The above is a nice argument and our people in government would no doubt agree with me. Our leaders most times interpret patriotism to mean the love of a nation and its leaders. But patriotism is the love of a nation and all other parties only to the extent to which they enhance that nation’s interests. So in practical terms, patriotism may also means opposition to leaders whose behavior jeopardizes the larger interests of the nation. People who speak against Nigeria site a number of reasons. But as usual, my argument is that a nation- the geographical entity alone cannot be good or bad by itself. People who live there- the leaders and followers- make it whatever it becomes.

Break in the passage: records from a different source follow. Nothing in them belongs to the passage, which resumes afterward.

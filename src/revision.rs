//! Revisions
//!
//! A revision is a snapshot of which storage backs every reachable node.
//! It is **open** while it is its branch's working copy and **finished**
//! once committed; a finished revision never changes again.
//!
//! ```text
//!   refs:  ref ──► owning revision      (every reachable node)
//!   nodes: refs whose storage lives here (created, attached or forked)
//! ```

use std::collections::{BTreeMap, BTreeSet};

use tracing::debug;

use crate::error::{GraphError, Result};
use crate::id::{NodeId, NodeRef, RevisionId};
use crate::merge::{MergeConflict, MergeError};
use crate::node::Node;
use crate::proxy::{Access, NodeProxy};
use crate::store::NodeStore;

/// Where a reachable node's storage lives, relative to a revision
#[derive(Debug, Clone, Copy, PartialEq, Eq)]
pub enum Ownership {
    /// Storage lives in the revision itself
    Local,
    /// Storage lives in this earlier revision
    Inherited(RevisionId),
}

/// Why a history merge could not settle a node
#[derive(Debug, Clone, PartialEq)]
pub enum ConflictReason {
    /// Both sides wrote the node and share no common version
    Diverged,
    /// Attribute merge hit a conflict
    Attribute { name: String, conflict: MergeConflict },
    /// Attribute merge found inconsistent bases
    History { name: String, error: MergeError },
}

/// Node both sides of a history merge disagree on
#[derive(Debug, Clone, PartialEq)]
pub struct NodeConflict {
    /// Node in dispute
    pub node_ref: NodeRef,
    /// Owner on the receiving side
    pub ours: RevisionId,
    /// Owner on the merged-in side
    pub theirs: RevisionId,
    /// What stopped the merge
    pub reason: ConflictReason,
}

/// One snapshot of a branch's node graph
#[derive(Debug, Clone, PartialEq)]
pub struct Revision {
    id: RevisionId,
    /// Revisions this one descends from (commit parent, merged sources)
    ancestors: Vec<RevisionId>,
    /// Refs whose storage lives in this revision
    nodes: BTreeSet<NodeRef>,
    /// Every reachable ref and the revision owning its storage
    refs: BTreeMap<NodeRef, RevisionId>,
    /// Set once committed, never cleared
    finished: bool,
    /// Unsettled history merge results, keyed by ref
    conflicts: BTreeMap<NodeRef, NodeConflict>,
}

impl Revision {
    /// Open revision inheriting `refs`
    pub fn new(id: RevisionId, ancestors: Vec<RevisionId>, refs: BTreeMap<NodeRef, RevisionId>) -> Self {
        Self {
            id,
            ancestors,
            nodes: BTreeSet::new(),
            refs,
            finished: false,
            conflicts: BTreeMap::new(),
        }
    }

    /// Revision identifier
    pub fn id(&self) -> RevisionId {
        self.id
    }

    /// Direct predecessors, commit parent first
    pub fn ancestors(&self) -> &[RevisionId] {
        &self.ancestors
    }

    /// Refs owned by this revision
    pub fn nodes(&self) -> &BTreeSet<NodeRef> {
        &self.nodes
    }

    /// Reachable refs and their owning revisions
    pub fn refs(&self) -> &BTreeMap<NodeRef, RevisionId> {
        &self.refs
    }

    /// True once committed
    pub fn finished(&self) -> bool {
        self.finished
    }

    /// Unresolved history merge conflicts, by ref
    pub fn conflicts(&self) -> impl Iterator<Item = &NodeConflict> {
        self.conflicts.values()
    }

    /// True while history merge conflicts are unresolved
    pub fn has_conflicts(&self) -> bool {
        !self.conflicts.is_empty()
    }

    /// True if `node_ref` is reachable from this revision
    pub fn has_node(&self, node_ref: NodeRef) -> bool {
        self.refs.contains_key(&node_ref)
    }

    /// Where the storage for `node_ref` lives, `None` if unreachable
    pub fn search(&self, node_ref: NodeRef) -> Option<Ownership> {
        self.refs.get(&node_ref).map(|&owner| {
            if owner == self.id {
                Ownership::Local
            } else {
                Ownership::Inherited(owner)
            }
        })
    }

    /// Storage backing `node_ref` as seen from this revision
    pub fn node_id(&self, node_ref: NodeRef) -> Result<NodeId> {
        self.refs
            .get(&node_ref)
            .map(|&owner| NodeId::new(node_ref, owner))
            .ok_or(GraphError::NodeNotFound {
                node_ref,
                revision: self.id,
            })
    }

    /// Proxy for `node_ref` with the access this revision grants
    pub fn get_node(&self, node_ref: NodeRef) -> Result<NodeProxy> {
        let ownership = self.search(node_ref).ok_or(GraphError::NodeNotFound {
            node_ref,
            revision: self.id,
        })?;
        let access = match (self.finished, ownership) {
            (true, _) => Access::ReadOnly,
            (false, Ownership::Local) => Access::ReadWrite,
            (false, Ownership::Inherited(_)) => Access::CopyOnWrite,
        };
        Ok(NodeProxy::new(self.id, node_ref, access))
    }

    fn ensure_open(&self) -> Result<()> {
        if self.finished {
            return Err(GraphError::RevisionFinished(self.id));
        }
        Ok(())
    }

    /// Allocate an empty node with ref `node_ref` in this revision
    pub fn create_node(&mut self, nodes: &mut NodeStore, node_ref: NodeRef) -> Result<NodeProxy> {
        self.attach_node(nodes, Node::new(node_ref))
    }

    /// Store `node` in this revision and make it owned here
    pub fn attach_node(&mut self, nodes: &mut NodeStore, node: Node) -> Result<NodeProxy> {
        self.ensure_open()?;
        let node_ref = node.node_ref();
        nodes.insert(NodeId::new(node_ref, self.id), node);
        self.nodes.insert(node_ref);
        self.refs.insert(node_ref, self.id);
        debug!(revision = %self.id, node = %node_ref, "node attached");
        Ok(NodeProxy::new(self.id, node_ref, Access::ReadWrite))
    }

    /// Make sure this revision owns private storage for `node_ref`,
    /// copying the inherited version on first use.
    pub(crate) fn fork_node(&mut self, nodes: &mut NodeStore, node_ref: NodeRef) -> Result<NodeId> {
        self.ensure_open()?;
        let inherited = self.node_id(node_ref)?;
        if inherited.revision() == self.id {
            return Ok(inherited);
        }
        let copy = nodes.node(&inherited)?.fork(inherited);
        let id = NodeId::new(node_ref, self.id);
        nodes.insert(id, copy);
        self.nodes.insert(node_ref);
        self.refs.insert(node_ref, self.id);
        debug!(revision = %self.id, node = %node_ref, from = %inherited, "copy-on-write fork");
        Ok(id)
    }

    /// Point `node_ref` at storage owned by `owner`
    pub(crate) fn adopt(&mut self, node_ref: NodeRef, owner: RevisionId) {
        if owner != self.id {
            self.nodes.remove(&node_ref);
        }
        self.refs.insert(node_ref, owner);
    }

    pub(crate) fn add_ancestor(&mut self, ancestor: RevisionId) {
        if !self.ancestors.contains(&ancestor) {
            self.ancestors.push(ancestor);
        }
    }

    pub(crate) fn record_conflict(&mut self, conflict: NodeConflict) {
        self.conflicts.insert(conflict.node_ref, conflict);
    }

    /// Settle a recorded conflict by choosing the storage of `owner`,
    /// which must be one of the two conflicting sides.
    pub fn resolve_conflict(&mut self, node_ref: NodeRef, owner: RevisionId) -> Result<()> {
        self.ensure_open()?;
        let conflict = self.conflicts.get(&node_ref).ok_or(GraphError::NodeNotFound {
            node_ref,
            revision: self.id,
        })?;
        if owner != conflict.ours && owner != conflict.theirs {
            return Err(GraphError::NodeIdNotFound(NodeId::new(node_ref, owner)));
        }
        self.conflicts.remove(&node_ref);
        self.adopt(node_ref, owner);
        debug!(revision = %self.id, node = %node_ref, owner = %owner, "conflict resolved");
        Ok(())
    }

    /// Open → Finished
    pub(crate) fn finish(&mut self) -> Result<()> {
        self.ensure_open()?;
        if !self.conflicts.is_empty() {
            return Err(GraphError::UnresolvedConflicts {
                revision: self.id,
                count: self.conflicts.len(),
            });
        }
        self.finished = true;
        Ok(())
    }
}

#[cfg(test)]
mod tests {
    use super::*;
    use crate::id::BranchId;
    use crate::value::Value;

    fn open() -> (Revision, NodeStore) {
        let id = RevisionId::new(BranchId::new(), 0);
        (Revision::new(id, vec![], BTreeMap::new()), NodeStore::new())
    }

    #[test]
    fn test_create_node_is_owned() {
        let (mut rev, mut store) = open();
        let r = NodeRef::new();
        let proxy = rev.create_node(&mut store, r).unwrap();
        assert_eq!(proxy.access(), Access::ReadWrite);
        assert!(rev.has_node(r));
        assert_eq!(rev.search(r), Some(Ownership::Local));
        assert!(rev.nodes().contains(&r));
        assert!(store.contains(&NodeId::new(r, rev.id())));
    }

    #[test]
    fn test_unknown_ref_not_found() {
        let (rev, _) = open();
        let r = NodeRef::new();
        assert!(!rev.has_node(r));
        assert_eq!(rev.search(r), None);
        assert!(matches!(rev.get_node(r), Err(GraphError::NodeNotFound { .. })));
    }

    #[test]
    fn test_inherited_ref_is_copy_on_write() {
        let branch = BranchId::new();
        let (r0, r1) = (RevisionId::new(branch, 0), RevisionId::new(branch, 1));
        let node_ref = NodeRef::new();
        let rev = Revision::new(r1, vec![r0], BTreeMap::from([(node_ref, r0)]));
        assert_eq!(rev.search(node_ref), Some(Ownership::Inherited(r0)));
        assert_eq!(rev.get_node(node_ref).unwrap().access(), Access::CopyOnWrite);
        assert!(rev.nodes().is_empty());
    }

    #[test]
    fn test_finished_revision_is_immutable() {
        let (mut rev, mut store) = open();
        let r = NodeRef::new();
        rev.create_node(&mut store, r).unwrap();
        rev.finish().unwrap();
        let snapshot = rev.clone();

        assert!(matches!(rev.create_node(&mut store, NodeRef::new()), Err(GraphError::RevisionFinished(_))));
        assert!(matches!(rev.attach_node(&mut store, Node::new(NodeRef::new())), Err(GraphError::RevisionFinished(_))));
        assert!(matches!(rev.finish(), Err(GraphError::RevisionFinished(_))));
        assert_eq!(rev.get_node(r).unwrap().access(), Access::ReadOnly);
        assert_eq!(rev, snapshot);
    }

    #[test]
    fn test_fork_node_copies_inherited_storage() {
        let branch = BranchId::new();
        let (r0, r1) = (RevisionId::new(branch, 0), RevisionId::new(branch, 1));
        let mut store = NodeStore::new();
        let mut base = Revision::new(r0, vec![], BTreeMap::new());
        let r = NodeRef::new();
        base.create_node(&mut store, r).unwrap();
        store.node_mut(&NodeId::new(r, r0)).unwrap().set("a".into(), Value::from(1));
        base.finish().unwrap();

        let mut next = Revision::new(r1, vec![r0], base.refs().clone());
        let id = next.fork_node(&mut store, r).unwrap();
        assert_eq!(id, NodeId::new(r, r1));
        assert_eq!(next.search(r), Some(Ownership::Local));
        assert_eq!(store.node(&id).unwrap().get("a"), Some(&Value::from(1)));
        // second fork is a no-op
        assert_eq!(next.fork_node(&mut store, r).unwrap(), id);
        assert_eq!(store.len(), 2);
    }

    #[test]
    fn test_conflicts_block_finish_until_resolved() {
        let branch = BranchId::new();
        let (ours, theirs) = (RevisionId::new(branch, 0), RevisionId::new(BranchId::new(), 3));
        let (mut rev, _) = open();
        let r = NodeRef::new();
        rev.record_conflict(NodeConflict {
            node_ref: r,
            ours,
            theirs,
            reason: ConflictReason::Diverged,
        });
        assert!(matches!(rev.finish(), Err(GraphError::UnresolvedConflicts { count: 1, .. })));

        let stranger = RevisionId::new(branch, 9);
        assert!(rev.resolve_conflict(r, stranger).is_err());
        assert!(rev.resolve_conflict(NodeRef::new(), theirs).is_err());

        rev.resolve_conflict(r, theirs).unwrap();
        assert_eq!(rev.refs()[&r], theirs);
        assert!(!rev.has_conflicts());
        rev.finish().unwrap();
        assert!(rev.finished());
    }

    #[test]
    fn test_add_ancestor_dedups() {
        let (mut rev, _) = open();
        let other = RevisionId::new(BranchId::new(), 0);
        rev.add_ancestor(other);
        rev.add_ancestor(other);
        assert_eq!(rev.ancestors(), &[other]);
    }
}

There are moments when I take breaks from my defending side to attack. At those moments, I criticize our attitude towards the governance of our country. I also take a hard stand against our leaders whose failure to present a solidly aggressive leadership is responsible for our woes as a nation. Today however, I’m neither on the defensive nor the offensive. I have chosen instead, to objectively examine this fatherland. Michael Host believes that “east or west, home is the best.” Home, especially when it means Nigeria may not be the best to many. Anyway, the responsibility of making it better belongs to the people who own it. Yet social and political forces in a home shared by many may make it impossible for such a home to be the best for all people. We have those who look at home in Nigeria as the best and also those who think it is the worst.

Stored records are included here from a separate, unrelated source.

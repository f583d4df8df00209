//! Snapshot diff
//!
//! Derives change-tracking containers from two plain snapshots, so state
//! that was edited without a proxy (or read back from two revisions) can
//! still be fed to the three-way merge.

use std::collections::BTreeMap;

use crate::proxy_dict::ProxyDict;
use crate::proxy_list::{ProxyList, Slot};

/// Compute the [`ProxyDict`] that turns `base` into `current`
pub fn diff_dicts<K, V>(base: &BTreeMap<K, V>, current: &BTreeMap<K, V>) -> ProxyDict<K, V>
where
    K: Ord + Clone,
    V: Clone + PartialEq,
{
    let mut dict = ProxyDict::new(base.clone());
    for key in base.keys() {
        if !current.contains_key(key) {
            dict.remove(key);
        }
    }
    for (key, value) in current {
        if base.get(key) != Some(value) {
            dict.insert(key.clone(), value.clone());
        }
    }
    dict
}

enum Edit {
    Keep(usize),
    Remove(usize),
    Insert(usize),
}

/// Compute the [`ProxyList`] that turns `base` into `current`
///
/// 1. Align both sequences on their longest common subsequence
/// 2. Base items off the alignment -> removed
/// 3. Current items off the alignment -> inserted
/// 4. Between two aligned items, removals and insertions are paired in
///    order into changed slots; the surplus stays removed or inserted
pub fn diff_lists<T: Clone + PartialEq>(base: &[T], current: &[T]) -> ProxyList<T> {
    let slots = collapse(base, current, &align(base, current));
    ProxyList::from_slots(slots)
}

fn align<T: PartialEq>(base: &[T], current: &[T]) -> Vec<Edit> {
    let (n, m) = (base.len(), current.len());
    // lcs[i][j] = LCS length of base[i..] and current[j..]
    let mut lcs = vec![vec![0usize; m + 1]; n + 1];
    for i in (0..n).rev() {
        for j in (0..m).rev() {
            lcs[i][j] = if base[i] == current[j] {
                lcs[i + 1][j + 1] + 1
            } else {
                lcs[i + 1][j].max(lcs[i][j + 1])
            };
        }
    }

    let mut edits = Vec::with_capacity(n.max(m));
    let (mut i, mut j) = (0, 0);
    while i < n && j < m {
        if base[i] == current[j] {
            edits.push(Edit::Keep(i));
            i += 1;
            j += 1;
        } else if lcs[i + 1][j] >= lcs[i][j + 1] {
            edits.push(Edit::Remove(i));
            i += 1;
        } else {
            edits.push(Edit::Insert(j));
            j += 1;
        }
    }
    edits.extend((i..n).map(Edit::Remove));
    edits.extend((j..m).map(Edit::Insert));
    edits
}

fn collapse<T: Clone>(base: &[T], current: &[T], edits: &[Edit]) -> Vec<Slot<T>> {
    let mut slots = Vec::with_capacity(edits.len());
    let mut removed: Vec<usize> = Vec::new();
    let mut inserted: Vec<usize> = Vec::new();

    let flush = |slots: &mut Vec<Slot<T>>, removed: &mut Vec<usize>, inserted: &mut Vec<usize>| {
        let paired = removed.len().min(inserted.len());
        for (&r, &c) in removed.iter().zip(inserted.iter()) {
            slots.push(Slot::Changed {
                value: current[c].clone(),
                original: base[r].clone(),
            });
        }
        for &r in &removed[paired..] {
            slots.push(Slot::Removed {
                original: base[r].clone(),
            });
        }
        for &c in &inserted[paired..] {
            slots.push(Slot::Inserted(current[c].clone()));
        }
        removed.clear();
        inserted.clear();
    };

    for edit in edits {
        match *edit {
            Edit::Keep(i) => {
                flush(&mut slots, &mut removed, &mut inserted);
                slots.push(Slot::Unmodified(base[i].clone()));
            }
            Edit::Remove(i) => removed.push(i),
            Edit::Insert(j) => inserted.push(j),
        }
    }
    flush(&mut slots, &mut removed, &mut inserted);
    slots
}

#[cfg(test)]
mod tests {
    use super::*;
    use crate::merge::{merge_lists, MergeOutcome};
    use crate::proxy_list::SlotKind;

    fn chars(s: &str) -> Vec<char> {
        s.chars().collect()
    }

    fn kinds(l: &ProxyList<char>) -> Vec<SlotKind> {
        l.slots().iter().map(Slot::kind).collect()
    }

    #[test]
    fn test_no_diff_identical_lists() {
        let l = diff_lists(&chars("ABC"), &chars("ABC"));
        assert!(!l.is_modified());
        assert_eq!(l.to_vec(), chars("ABC"));
    }

    #[test]
    fn test_diff_list_insert() {
        let l = diff_lists(&chars("ABC"), &chars("ABXC"));
        use SlotKind::*;
        assert_eq!(kinds(&l), vec![Unmodified, Unmodified, Inserted, Unmodified]);
    }

    #[test]
    fn test_diff_list_delete() {
        let l = diff_lists(&chars("ABC"), &chars("AC"));
        assert_eq!(l.slots()[1], Slot::Removed { original: 'B' });
        assert_eq!(l.to_vec(), chars("AC"));
        assert_eq!(l.base(), chars("ABC"));
    }

    #[test]
    fn test_diff_list_replacement_becomes_change() {
        let l = diff_lists(&chars("ABC"), &chars("AXC"));
        assert_eq!(l.slots()[1], Slot::Changed { value: 'X', original: 'B' });
        assert_eq!(l.slots().len(), 3);
    }

    #[test]
    fn test_diff_list_uneven_run() {
        let l = diff_lists(&chars("ABCD"), &chars("AXYZD"));
        use SlotKind::*;
        assert_eq!(kinds(&l), vec![Unmodified, Changed, Changed, Inserted, Unmodified]);
        assert_eq!(l.to_vec(), chars("AXYZD"));
        assert_eq!(l.base(), chars("ABCD"));
    }

    #[test]
    fn test_diff_list_empty_sides() {
        assert_eq!(diff_lists(&[], &chars("AB")).to_vec(), chars("AB"));
        let l = diff_lists(&chars("AB"), &[]);
        assert!(l.is_empty());
        assert_eq!(l.base(), chars("AB"));
    }

    #[test]
    fn test_diffed_lists_merge() {
        let base = chars("ABCDEF");
        let ours = diff_lists(&base, &chars("ABMCDEF"));
        let theirs = diff_lists(&base, &chars("ABCDF"));
        match merge_lists(&ours, &theirs) {
            MergeOutcome::Merged(l) => assert_eq!(l.to_vec(), chars("ABMCDF")),
            other => panic!("unexpected {other:?}"),
        }
    }

    #[test]
    fn test_diff_dicts_partition() {
        let base = BTreeMap::from([("a", 1), ("b", 2), ("c", 3)]);
        let current = BTreeMap::from([("a", 1), ("b", 20), ("d", 4)]);
        let d = diff_dicts(&base, &current);
        assert_eq!(d.current(), &current);
        assert_eq!(d.added().iter().copied().collect::<Vec<_>>(), vec!["d"]);
        assert_eq!(d.changed(), &BTreeMap::from([("b", 2)]));
        assert_eq!(d.removed(), &BTreeMap::from([("c", 3)]));
        assert_eq!(d.base(), base);
    }

    #[test]
    fn test_diff_dicts_identical_is_unmodified() {
        let base = BTreeMap::from([("a", 1)]);
        assert!(!diff_dicts(&base, &base).is_modified());
    }
}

But I have wandered off my point. It is non-negotiable that our commitment to Nigeria should be unconditional. Logic then demands that Nigeria’s commitment to its own people be unconditionally fair too. This is where I have strong reservations. For one, there is no level playing ground in this fatherland. Some people work like elephants and reap like ants. Cases of unfair treatment or even outright discrimination against some fellows abound. I restrict my examples to my little concerns. The government does not if the youths perish, or does it care? Yet it would want the few surviving ones to support the fatherland. Justice teaches this: if our commitment to Nigeria is unconditionally strong, it means we rise and fall together as a nation. Unfortunately, when we fall, every one including the insignificant poor, falls. But when the time to rise comes, only few privileged ones rise. The rest are forgotten.

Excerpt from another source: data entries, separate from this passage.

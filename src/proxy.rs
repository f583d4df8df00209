//! Access proxies
//!
//! A [`NodeProxy`] is a capability-scoped handle `(revision, node ref,
//! access)`. It owns no data: every call resolves the node through the
//! [`Runtime`], so a proxy can never outlive or alias the storage it
//! points at.
//!
//! | Access        | Reads | Writes                                           |
//! |---------------|-------|--------------------------------------------------|
//! | `ReadOnly`    | yes   | `ReadOnlyViolation`                              |
//! | `ReadWrite`   | yes   | applied to the revision's own storage            |
//! | `CopyOnWrite` | yes   | first write forks the node into the revision     |

use crate::error::{GraphError, Result};
use crate::id::{NodeId, NodeRef, RevisionId};
use crate::node::Node;
use crate::proxy_dict::ProxyDict;
use crate::proxy_list::ProxyList;
use crate::runtime::Runtime;
use crate::value::{self, Attributes, Value};

/// Mutability of a [`NodeProxy`]
#[derive(Debug, Clone, Copy, PartialEq, Eq, Hash)]
pub enum Access {
    ReadOnly,
    ReadWrite,
    /// Inherited node, not yet owned by the revision
    CopyOnWrite,
}

/// Computed attributes for every node of one type.
///
/// Registered with [`Runtime::register_getter`] under the type node's ref;
/// nodes whose `__isinstance__` names that type are read through it.
/// Returning `None` falls back to the stored attribute.
pub trait Getter: Send + Sync {
    fn get(&self, node: &Node, name: &str) -> Option<Value>;
}

impl<F> Getter for F
where
    F: Fn(&Node, &str) -> Option<Value> + Send + Sync,
{
    fn get(&self, node: &Node, name: &str) -> Option<Value> {
        self(node, name)
    }
}

/// View of one node through one revision
#[derive(Debug, Clone, Copy, PartialEq, Eq, Hash)]
pub struct NodeProxy {
    revision: RevisionId,
    node_ref: NodeRef,
    access: Access,
}

impl NodeProxy {
    pub(crate) fn new(revision: RevisionId, node_ref: NodeRef, access: Access) -> Self {
        Self {
            revision,
            node_ref,
            access,
        }
    }

    /// Logical node viewed
    pub fn node_ref(&self) -> NodeRef {
        self.node_ref
    }

    /// Revision the view resolves through
    pub fn revision(&self) -> RevisionId {
        self.revision
    }

    /// Access granted when the proxy was issued
    pub fn access(&self) -> Access {
        self.access
    }

    /// False for read-only views
    pub fn is_writable(&self) -> bool {
        self.access != Access::ReadOnly
    }

    /// Storage currently backing this view
    pub fn node_id(&self, rt: &Runtime) -> Result<NodeId> {
        rt.get_revision(self.revision)?.node_id(self.node_ref)
    }

    /// Node version currently backing this view
    pub fn node<'r>(&self, rt: &'r Runtime) -> Result<&'r Node> {
        rt.get_node(self.node_id(rt)?)
    }

    /// Stored attributes, getters not applied
    pub fn content<'r>(&self, rt: &'r Runtime) -> Result<&'r Attributes> {
        self.node(rt).map(Node::content)
    }

    /// Read attribute `name`, through the type's [`Getter`] if one is registered
    pub fn get(&self, rt: &Runtime, name: &str) -> Result<Value> {
        let node = self.node(rt)?;
        if let Some(getter) = node.type_ref().and_then(|t| rt.getter(t)) {
            if let Some(value) = getter.get(node, name) {
                return Ok(value);
            }
        }
        node.get(name)
            .cloned()
            .ok_or_else(|| GraphError::KeyNotFound(name.to_owned()))
    }

    /// True if attribute `name` is stored
    pub fn contains(&self, rt: &Runtime, name: &str) -> Result<bool> {
        Ok(self.node(rt)?.get(name).is_some())
    }

    /// Change-tracking view of a list attribute; write it back with [`set`](Self::set)
    pub fn list(&self, rt: &Runtime, name: &str) -> Result<ProxyList<Value>> {
        match self.get(rt, name)? {
            Value::List(items) => Ok(ProxyList::new(items)),
            _ => Err(GraphError::invalid_value(name, "not a list")),
        }
    }

    /// Change-tracking view of a map attribute
    pub fn dict(&self, rt: &Runtime, name: &str) -> Result<ProxyDict<String, Value>> {
        match self.get(rt, name)? {
            Value::Map(map) => Ok(ProxyDict::new(map)),
            _ => Err(GraphError::invalid_value(name, "not a map")),
        }
    }

    /// Validate and store `value`, returning the previous value
    pub fn set(&self, rt: &mut Runtime, name: &str, value: impl Into<Value>) -> Result<Option<Value>> {
        self.ensure_writable()?;
        let value = value.into();
        value::validate(name, &value)?;
        let node = self.writable_node(rt)?;
        Ok(node.set(name.to_owned(), value))
    }

    /// Delete attribute `name`, returning its previous value
    pub fn remove(&self, rt: &mut Runtime, name: &str) -> Result<Option<Value>> {
        let node = self.writable_node(rt)?;
        Ok(node.remove(name))
    }

    fn ensure_writable(&self) -> Result<()> {
        if self.access == Access::ReadOnly {
            return Err(GraphError::ReadOnlyViolation {
                node_ref: self.node_ref,
                revision: self.revision,
            });
        }
        Ok(())
    }

    fn writable_node<'r>(&self, rt: &'r mut Runtime) -> Result<&'r mut Node> {
        self.ensure_writable()?;
        let (revision, nodes) = rt.revision_and_nodes_mut(self.revision)?;
        let id = revision.fork_node(nodes, self.node_ref)?;
        nodes.node_mut(&id)
    }
}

This is my allegation. The National Youth Service Corps has increased its coverage so that participants can be drawn from other tertiary institutions. Fine. This time, every one will serve the fatherland. When time comes for employment, “merit” will assume another meaning which favors only the connected. The rest are left at the mercy of those who demand ten percent or even more. Thank God however that they were lucky enough to go to school. What of the million unlucky ones whose lives have been sentenced to unending admission seeking with hard labor? Not only that, their hard-earned money has become more valueless. By now the universities and the JAMB would have made their budgets, each estimating how much it would raise from applicants next year. Writing the UME has become a seasonal ritual to those candidates. They can never “qualify” for admission or any other good thing for that matter. The universities are quick to argue that they do not have the capacity to serve all the qualified kids out there. True. And even this year, the federal government has not committed UNESCO’s 26 percent of the annual budget to education.
If I understand the federal government’s re-branding project, it also means we must talk positive about Nigeria. It means though hungry, we must say we are over-fed. In other words, we must in the spirit of love which is blind, save this nation from shame. We must always protect and advance the interests of our fatherland. It is only the fatherland itself which should not be fair to us even when it can. What manner of fatherland is this? What manner of fatherland is this?